[WHAT THE TASK ASKS] Among the entries below, find the lines with the word "Result" and copy them.

[Stored data]
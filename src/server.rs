//! HTTP surface over the command layer

use crate::commands::{CommandError, CommandErrorKind, Commands};
use crate::config::ServerConfig;
use crate::domain::models::{
    AudioSummaryInput, AudioSummaryOutput, ChatInput, ChatOutput, DocumentSummaryInput,
    RecommendationInput, RecommendationOutput, SummaryOutput, TextSummaryInput,
    YoutubeSummaryInput, YoutubeSummaryOutput,
};
use crate::domain::schema::ValidationError;
use crate::flows::FlowKind;
use axum::{
    extract::{rejection::JsonRejection, DefaultBodyLimit, Path, State},
    http::StatusCode,
    response::{IntoResponse, Response},
    routing::{get, post},
    Json, Router,
};
use serde::Serialize;
use serde_json::Value;
use std::sync::Arc;

/// State shared by every handler
#[derive(Clone)]
pub struct AppState {
    pub commands: Commands,
}

type Shared = State<Arc<AppState>>;
type Body<T> = Result<Json<T>, JsonRejection>;

pub fn router(state: AppState, config: &ServerConfig) -> Router {
    Router::new()
        .route("/health", get(health_check))
        .route("/api/flows", get(list_flows))
        .route("/api/flows/:name", post(dispatch))
        .route("/api/chat", post(chat))
        .route("/api/recommendations", post(recommend))
        .route("/api/summaries/text", post(summarize_text))
        .route("/api/summaries/document", post(summarize_document))
        .route("/api/summaries/audio", post(summarize_audio))
        .route("/api/summaries/youtube", post(summarize_youtube))
        .layer(DefaultBodyLimit::max(config.max_body_bytes))
        .with_state(Arc::new(state))
}

pub fn status_for(kind: CommandErrorKind) -> StatusCode {
    match kind {
        CommandErrorKind::InvalidInput => StatusCode::BAD_REQUEST,
        CommandErrorKind::UnknownFlow => StatusCode::NOT_FOUND,
        CommandErrorKind::PayloadTooLarge => StatusCode::PAYLOAD_TOO_LARGE,
        CommandErrorKind::MediaUnprocessable | CommandErrorKind::TranscriptUnavailable => {
            StatusCode::UNPROCESSABLE_ENTITY
        }
        CommandErrorKind::ServiceUnavailable => StatusCode::SERVICE_UNAVAILABLE,
        CommandErrorKind::Internal => StatusCode::INTERNAL_SERVER_ERROR,
    }
}

impl IntoResponse for CommandError {
    fn into_response(self) -> Response {
        (status_for(self.kind), Json(self)).into_response()
    }
}

/// Unwraps a JSON body, reporting unreadable bodies as invalid input
fn body<T>(payload: Body<T>) -> Result<T, CommandError> {
    match payload {
        Ok(Json(value)) => Ok(value),
        Err(rejection) if rejection.status() == StatusCode::PAYLOAD_TOO_LARGE => {
            log::info!("Rejected request body over the size limit");
            Err(CommandError::payload_too_large())
        }
        Err(rejection) => Err(ValidationError::single("payload", rejection.body_text()).into()),
    }
}

#[derive(Serialize)]
struct Health {
    status: &'static str,
    version: &'static str,
}

async fn health_check() -> Json<Health> {
    Json(Health {
        status: "ok",
        version: env!("CARGO_PKG_VERSION"),
    })
}

async fn list_flows(State(state): Shared) -> Json<Vec<FlowKind>> {
    Json(state.commands.available_flows())
}

async fn dispatch(
    State(state): Shared,
    Path(name): Path<String>,
    payload: Body<Value>,
) -> Result<Json<Value>, CommandError> {
    let payload = body(payload)?;
    Ok(Json(state.commands.dispatch(&name, payload).await?))
}

async fn chat(State(state): Shared, payload: Body<ChatInput>) -> Result<Json<ChatOutput>, CommandError> {
    Ok(Json(state.commands.chat(body(payload)?).await?))
}

async fn recommend(
    State(state): Shared,
    payload: Body<RecommendationInput>,
) -> Result<Json<RecommendationOutput>, CommandError> {
    Ok(Json(state.commands.recommend(body(payload)?).await?))
}

async fn summarize_text(
    State(state): Shared,
    payload: Body<TextSummaryInput>,
) -> Result<Json<SummaryOutput>, CommandError> {
    Ok(Json(state.commands.summarize_text(body(payload)?).await?))
}

async fn summarize_document(
    State(state): Shared,
    payload: Body<DocumentSummaryInput>,
) -> Result<Json<SummaryOutput>, CommandError> {
    Ok(Json(state.commands.summarize_document(body(payload)?).await?))
}

async fn summarize_audio(
    State(state): Shared,
    payload: Body<AudioSummaryInput>,
) -> Result<Json<AudioSummaryOutput>, CommandError> {
    Ok(Json(state.commands.summarize_audio(body(payload)?).await?))
}

async fn summarize_youtube(
    State(state): Shared,
    payload: Body<YoutubeSummaryInput>,
) -> Result<Json<YoutubeSummaryOutput>, CommandError> {
    Ok(Json(state.commands.summarize_youtube(body(payload)?).await?))
}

[COMPLETED TASK]
type Body<T> = Result<Json<T>, JsonRejection>;
fn body<T>(payload: Body<T>) -> Result<T, CommandError> {
) -> Result<Json<Value>, CommandError> {
async fn chat(State(state): Shared, payload: Body<ChatInput>) -> Result<Json<ChatOutput>, CommandError> {
) -> Result<Json<RecommendationOutput>, CommandError> {
) -> Result<Json<SummaryOutput>, CommandError> {
) -> Result<Json<SummaryOutput>, CommandError> {
) -> Result<Json<AudioSummaryOutput>, CommandError> {
) -> Result<Json<YoutubeSummaryOutput>, CommandError> {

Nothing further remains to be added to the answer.